Measurements and main results: Samples were analyzed in real-time with an 11-parameter quantitative MDSC assay. Two physician adjudications of infection were performed through a blinded review of medical records. MDSC and other cell counts were compared between subjects with and without posttraumatic infection using non-parametric methods. Data are presented as medians (25th-75th percentile). The area under the receiver operating characteristic (ROC) curves were used to assess the accuracy of cell counts for diagnosing infection. Most subjects (n = 39) were male (79%) with a median age of 48 (interquartile range [IQR] 32-65), Injury Severity Score of 29 (IQR 21-41), and ICU length of stay of 13 days (IQR 8-19). Twenty-one (54%) developed an infection and 11 (28%) of the cohort died. We compared total MDSC (T-MDSC) counts closest to the day of infection diagnosis with the initial T-MDSC counts in subjects without infection.
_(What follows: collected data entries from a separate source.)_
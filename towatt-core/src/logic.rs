//! Pure conversion logic
//!
//! Stateless helpers shared by the transition engine and the shell:
//! power validation, raw keypad-buffer parsing, the inverse-power-ratio
//! scaling itself, and clock formatting. Everything here is a total
//! function over its documented input domain.

use serde::Serialize;
use thiserror::Error;

/// Lowest appliance power rating accepted, in watts.
pub const POWER_MIN: u32 = 100;

/// Highest appliance power rating accepted, in watts.
pub const POWER_MAX: u32 = 3000;

/// Width of the keypad time buffer: two digits of minutes, two of seconds.
pub const TIME_DIGITS: usize = 4;

/// Preset wattages offered for the source appliance, as shipped.
pub const PRESET_POWERS: [u32; 4] = [1500, 700, 600, 500];

/// A heating duration split into clock parts.
///
/// `minutes`/`seconds` are the normalized form (`seconds < 60`);
/// `total_seconds` is the duration they both describe.
#[derive(Debug, Clone, Copy, PartialEq, Eq, Serialize)]
pub struct TimeParts {
    pub minutes: u32,
    pub seconds: u32,
    pub total_seconds: u32,
}

/// Why a free-form power entry was rejected.
#[derive(Debug, Clone, Copy, PartialEq, Eq, Error)]
pub enum PowerParseError {
    /// The text is not a whole number of watts.
    #[error("not a whole number of watts")]
    NotNumeric,
    /// The value is outside [`POWER_MIN`]..=[`POWER_MAX`].
    #[error("outside the accepted range of {POWER_MIN}-{POWER_MAX} watts")]
    OutOfRange,
}

impl PowerParseError {
    /// Stable tag used in telemetry params.
    pub fn as_str(self) -> &'static str {
        match self {
            PowerParseError::NotNumeric => "non_numeric",
            PowerParseError::OutOfRange => "out_of_range",
        }
    }
}

/// The single gate for every power input: preset, manual, or launch-sourced.
pub fn is_valid_power(value: u32) -> bool {
    (POWER_MIN..=POWER_MAX).contains(&value)
}

/// Parses free-form text into a validated power rating.
///
/// Trims surrounding whitespace, requires a whole number (so "500.5" is
/// [`PowerParseError::NotNumeric`], matching the integer gate of
/// [`is_valid_power`]), then range-checks.
pub fn parse_power(text: &str) -> Result<u32, PowerParseError> {
    let value: u32 = text
        .trim()
        .parse()
        .map_err(|_| PowerParseError::NotNumeric)?;
    if is_valid_power(value) {
        Ok(value)
    } else {
        Err(PowerParseError::OutOfRange)
    }
}

/// Parses the raw keypad buffer into normalized clock parts.
///
/// The buffer is left-padded with `'0'` to [`TIME_DIGITS`]; the first two
/// characters are the minutes field and the last two the seconds field.
/// This is intentionally not a carry-safe clock parser: a seconds field of
/// 60-99 is accepted and rolls into minutes during normalization, so
/// "0199" means 1 min 99 s = 159 s and comes back as 2:39.
///
/// Total over any string of 0-4 ASCII digits.
pub fn parse_raw_time(raw: &str) -> TimeParts {
    debug_assert!(raw.len() <= TIME_DIGITS);
    debug_assert!(raw.chars().all(|c| c.is_ascii_digit()));

    let padded = format!("{:0>width$}", raw, width = TIME_DIGITS);
    let (minutes_field, seconds_field) = padded.split_at(2);
    let minutes_field: u32 = minutes_field.parse().unwrap_or(0);
    let seconds_field: u32 = seconds_field.parse().unwrap_or(0);

    let total_seconds = minutes_field * 60 + seconds_field;
    TimeParts {
        minutes: total_seconds / 60,
        seconds: total_seconds % 60,
        total_seconds,
    }
}

/// Scales a heating duration from the source appliance to the target one.
///
/// Holding delivered energy constant, required time scales inversely with
/// the power ratio: `round(source_power / target_power * source_seconds)`,
/// rounding halves away from zero.
pub fn calculate_target_seconds(source_power: u32, target_power: u32, source_seconds: u32) -> u32 {
    let scaled = f64::from(source_power) / f64::from(target_power) * f64::from(source_seconds);
    scaled.round() as u32
}

/// Renders clock parts as `MM:SS`, zero-padded to two digits each.
///
/// Minutes beyond 99 simply widen the field.
pub fn format_clock(minutes: u32, seconds: u32) -> String {
    format!("{minutes:02}:{seconds:02}")
}

#[cfg(test)]
mod tests {
    use super::*;

    #[test]
    fn power_bounds_are_inclusive() {
        assert!(!is_valid_power(99));
        assert!(is_valid_power(100));
        assert!(is_valid_power(3000));
        assert!(!is_valid_power(3001));
    }

    #[test]
    fn parse_power_accepts_trimmed_integers() {
        assert_eq!(parse_power("600"), Ok(600));
        assert_eq!(parse_power("  800 "), Ok(800));
    }

    #[test]
    fn parse_power_rejects_non_numeric_text() {
        assert_eq!(parse_power(""), Err(PowerParseError::NotNumeric));
        assert_eq!(parse_power("watts"), Err(PowerParseError::NotNumeric));
        assert_eq!(parse_power("500.5"), Err(PowerParseError::NotNumeric));
        assert_eq!(parse_power("-600"), Err(PowerParseError::NotNumeric));
    }

    #[test]
    fn parse_power_rejects_out_of_range_values() {
        assert_eq!(parse_power("99"), Err(PowerParseError::OutOfRange));
        assert_eq!(parse_power("3001"), Err(PowerParseError::OutOfRange));
    }

    #[test]
    fn parse_raw_time_pads_short_input() {
        let parts = parse_raw_time("90");
        assert_eq!(
            parts,
            TimeParts {
                minutes: 1,
                seconds: 30,
                total_seconds: 90
            }
        );
    }

    #[test]
    fn parse_raw_time_splits_minutes_and_seconds() {
        let parts = parse_raw_time("1234");
        assert_eq!(
            parts,
            TimeParts {
                minutes: 12,
                seconds: 34,
                total_seconds: 754
            }
        );
    }

    #[test]
    fn parse_raw_time_rolls_overflowing_seconds_into_minutes() {
        // Two independent 2-digit fields, not a carry-checked clock.
        let parts = parse_raw_time("0199");
        assert_eq!(parts.total_seconds, 159);
        assert_eq!(parts.minutes, 2);
        assert_eq!(parts.seconds, 39);
    }

    #[test]
    fn parse_raw_time_of_empty_buffer_is_zero() {
        assert_eq!(parse_raw_time("").total_seconds, 0);
    }

    #[test]
    fn scaling_matches_inverse_power_ratio() {
        assert_eq!(calculate_target_seconds(500, 600, 180), 150);
        assert_eq!(calculate_target_seconds(600, 1000, 90), 54);
    }

    #[test]
    fn scaling_rounds_half_away_from_zero() {
        // 700/600 * 10 = 11.67, 600/700 * 10 = 8.57
        assert_eq!(calculate_target_seconds(700, 600, 10), 12);
        assert_eq!(calculate_target_seconds(600, 700, 10), 9);
    }

    #[test]
    fn clock_is_zero_padded() {
        assert_eq!(format_clock(2, 5), "02:05");
        assert_eq!(format_clock(0, 0), "00:00");
    }

    #[test]
    fn clock_minutes_may_exceed_two_digits() {
        assert_eq!(format_clock(120, 3), "120:03");
    }

    #[test]
    fn parse_then_format_round_trips() {
        let parts = parse_raw_time("0190");
        assert_eq!(format_clock(parts.minutes, parts.seconds), "02:30");
    }
}
//! Reusable view components

mod keypad;
mod time_display;

pub use keypad::{Keypad, KeypadKey};
pub use time_display::TimeDisplay;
T-MDSC counts were higher in those with infection compared to those without infection (696 [368-974] and 304 [181-404] cells/μL, respectively; p < 0.001). Lymphocyte, neutrophil, and CD45+ leukocyte counts were not statistically different between the groups. The area under the ROC curve distinguishing those with infection from those without for T-MDSC was 0.83 (p < 0.001).
Conclusions: MDSC counts determined by quantitative whole blood flow cytometrics can detect posttraumatic infection and may be useful to guide further diagnostic testing in critically ill trauma victims.